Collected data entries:

________

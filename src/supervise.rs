//! Child process supervision: exactly one backend, proxy, and sandbox.
//!
//! The frontend owns every child's lifetime. A liveness tick runs every
//! tenth prompt; dead children are marked restart-pending and respawned on
//! the next tick. Shutdown escalates SIGTERM → SIGKILL per child and is the
//! only path that reaps on purpose.

use anyhow::{bail, Result};
use std::env;
use std::os::unix::process::CommandExt;
use std::path::PathBuf;
use std::process::{Command, Stdio};
use std::sync::atomic::{AtomicBool, Ordering};
use std::thread;
use std::time::{Duration, Instant};
use tracing::{debug, warn};

/// Prompt renders between liveness ticks.
pub const LIVENESS_EVERY_PROMPTS: u32 = 10;

const SHUTDOWN_GRACE: Duration = Duration::from_secs(1);

#[derive(Debug, Clone, Copy, PartialEq, Eq)]
pub enum ChildKind {
    Backend,
    Proxy,
    Sandbox,
}

impl ChildKind {
    pub const ALL: [ChildKind; 3] = [ChildKind::Sandbox, ChildKind::Proxy, ChildKind::Backend];

    fn binary_name(self) -> &'static str {
        match self {
            ChildKind::Backend => "awesh_backend",
            ChildKind::Proxy => "awesh_sec",
            ChildKind::Sandbox => "awesh_sandbox",
        }
    }

    pub fn label(self) -> &'static str {
        match self {
            ChildKind::Backend => "backend",
            ChildKind::Proxy => "security proxy",
            ChildKind::Sandbox => "sandbox",
        }
    }
}

#[derive(Debug)]
pub struct ChildSlot {
    pub kind: ChildKind,
    pid: i32,
    pub alive: bool,
    pub restart_pending: bool,
}

impl ChildSlot {
    fn empty(kind: ChildKind) -> Self {
        Self {
            kind,
            pid: -1,
            alive: false,
            restart_pending: false,
        }
    }
}

pub struct Supervisor {
    slots: [ChildSlot; 3],
}

impl Default for Supervisor {
    fn default() -> Self {
        Self::new()
    }
}

impl Supervisor {
    pub fn new() -> Self {
        Self {
            slots: [
                ChildSlot::empty(ChildKind::Sandbox),
                ChildSlot::empty(ChildKind::Proxy),
                ChildSlot::empty(ChildKind::Backend),
            ],
        }
    }

    /// Spawn every child in startup order: sandbox, proxy, backend.
    /// Failures leave the slot empty; the dispatcher degrades accordingly.
    pub fn spawn_all(&mut self) {
        for slot in &mut self.slots {
            match spawn_child(slot.kind) {
                Ok(pid) => {
                    debug!(kind = slot.kind.label(), pid, "child started");
                    slot.pid = pid;
                    slot.alive = true;
                    slot.restart_pending = false;
                }
                Err(err) => {
                    warn!(kind = slot.kind.label(), "failed to start child: {err:#}");
                    slot.alive = false;
                    slot.restart_pending = true;
                }
            }
        }
    }

    /// Liveness tick: mark exited children dead, then respawn anything
    /// pending. Repeated spawn failure leaves the slot empty.
    pub fn tick(&mut self) {
        for slot in &mut self.slots {
            if slot.alive && !process_running(slot.pid) {
                warn!(kind = slot.kind.label(), pid = slot.pid, "child died");
                slot.alive = false;
                slot.restart_pending = true;
            }
        }
        for slot in &mut self.slots {
            if slot.restart_pending {
                match spawn_child(slot.kind) {
                    Ok(pid) => {
                        debug!(kind = slot.kind.label(), pid, "child restarted");
                        slot.pid = pid;
                        slot.alive = true;
                        slot.restart_pending = false;
                    }
                    Err(err) => {
                        debug!(kind = slot.kind.label(), "restart failed: {err:#}");
                    }
                }
            }
        }
    }

    pub fn is_alive(&self, kind: ChildKind) -> bool {
        self.slot(kind).alive
    }

    pub fn pid(&self, kind: ChildKind) -> Option<i32> {
        let slot = self.slot(kind);
        slot.alive.then_some(slot.pid)
    }

    fn slot(&self, kind: ChildKind) -> &ChildSlot {
        self.slots
            .iter()
            .find(|slot| slot.kind == kind)
            .expect("all kinds have slots")
    }

    /// Terminate every child: SIGTERM, bounded wait, then SIGKILL.
    pub fn shutdown(&mut self) {
        for slot in &mut self.slots {
            if slot.pid <= 0 {
                continue;
            }
            terminate_with_escalation(slot.pid, SHUTDOWN_GRACE);
            slot.pid = -1;
            slot.alive = false;
            slot.restart_pending = false;
        }
    }
}

fn spawn_child(kind: ChildKind) -> Result<i32> {
    for mut command in candidate_commands(kind) {
        command.stdin(Stdio::null());
        // Children keep the terminal's stdout/stderr so their own notices
        // stay visible, and ignore SIGINT so Ctrl-C stays with the prompt.
        unsafe {
            command.pre_exec(|| {
                libc::signal(libc::SIGINT, libc::SIG_IGN);
                Ok(())
            });
        }
        match command.spawn() {
            Ok(child) => return Ok(child.id() as i32),
            Err(err) => debug!(kind = kind.label(), "spawn candidate failed: {err}"),
        }
    }
    bail!("no runnable {} binary found", kind.label())
}

/// Candidate invocations in preference order: next to the current
/// executable, under `~/.local/bin`, then bare name on PATH. The backend
/// prefers its virtualenv interpreter.
fn candidate_commands(kind: ChildKind) -> Vec<Command> {
    let mut candidates = Vec::new();
    if kind == ChildKind::Backend {
        if let Some(home) = dirs::home_dir() {
            let venv_python = home.join("AI/awesh/venv/bin/python3");
            if venv_python.exists() {
                let mut cmd = Command::new(venv_python);
                cmd.args(["-m", "awesh_backend"]);
                candidates.push(cmd);
            }
        }
        let mut cmd = Command::new("python3");
        cmd.args(["-m", "awesh_backend"]);
        candidates.push(cmd);
        return candidates;
    }

    let name = kind.binary_name();
    if let Some(sibling) = sibling_binary(name) {
        candidates.push(Command::new(sibling));
    }
    if let Some(home) = dirs::home_dir() {
        let installed = home.join(".local/bin").join(name);
        if installed.exists() {
            candidates.push(Command::new(installed));
        }
    }
    candidates.push(Command::new(name));
    candidates
}

fn sibling_binary(name: &str) -> Option<PathBuf> {
    let exe = env::current_exe().ok()?;
    let sibling = exe.parent()?.join(name);
    sibling.exists().then_some(sibling)
}

/// Whether the kernel still knows this pid as a live (non-reaped) child.
pub fn process_running(pid: i32) -> bool {
    if pid <= 0 {
        return false;
    }
    // SAFETY: WNOHANG waitpid only inspects state; a non-child pid simply
    // reports ECHILD and falls through to the signal-0 probe.
    let mut status = 0;
    let ret = unsafe { libc::waitpid(pid, &mut status, libc::WNOHANG) };
    if ret == pid {
        return false;
    }
    if ret == 0 {
        return true;
    }
    // Not our child: probe existence without sending a signal.
    unsafe { libc::kill(pid, 0) == 0 }
}

/// SIGTERM the child, wait up to `grace`, then SIGKILL and reap.
pub fn terminate_with_escalation(pid: i32, grace: Duration) {
    if pid <= 0 {
        return;
    }
    // SAFETY: pid is a child owned by the supervisor; kill/waitpid only
    // touch that process.
    unsafe {
        let _ = libc::kill(pid, libc::SIGTERM);
    }
    if wait_for_exit(pid, grace) {
        return;
    }
    unsafe {
        let _ = libc::kill(pid, libc::SIGKILL);
        let mut status = 0;
        let _ = libc::waitpid(pid, &mut status, 0);
    }
}

fn wait_for_exit(pid: i32, timeout: Duration) -> bool {
    let start = Instant::now();
    let mut status = 0;
    while start.elapsed() < timeout {
        // SAFETY: WNOHANG waitpid only inspects the child's state.
        let ret = unsafe { libc::waitpid(pid, &mut status, libc::WNOHANG) };
        if ret != 0 {
            return true;
        }
        thread::sleep(Duration::from_millis(20));
    }
    false
}

static SHUTDOWN: AtomicBool = AtomicBool::new(false);

extern "C" fn mark_shutdown(_signal: libc::c_int) {
    SHUTDOWN.store(true, Ordering::SeqCst);
}

/// Install a SIGTERM handler that trips the process-wide shutdown flag the
/// main loop selects on.
pub fn shutdown_flag() -> &'static AtomicBool {
    // SAFETY: mark_shutdown is async-signal-safe (a single atomic store).
    unsafe {
        libc::signal(libc::SIGTERM, mark_shutdown as libc::sighandler_t);
    }
    &SHUTDOWN
}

________

Line count for "SAFETY": determine it from the data and answer with the number by itself.

=== Solution to the problem ===
4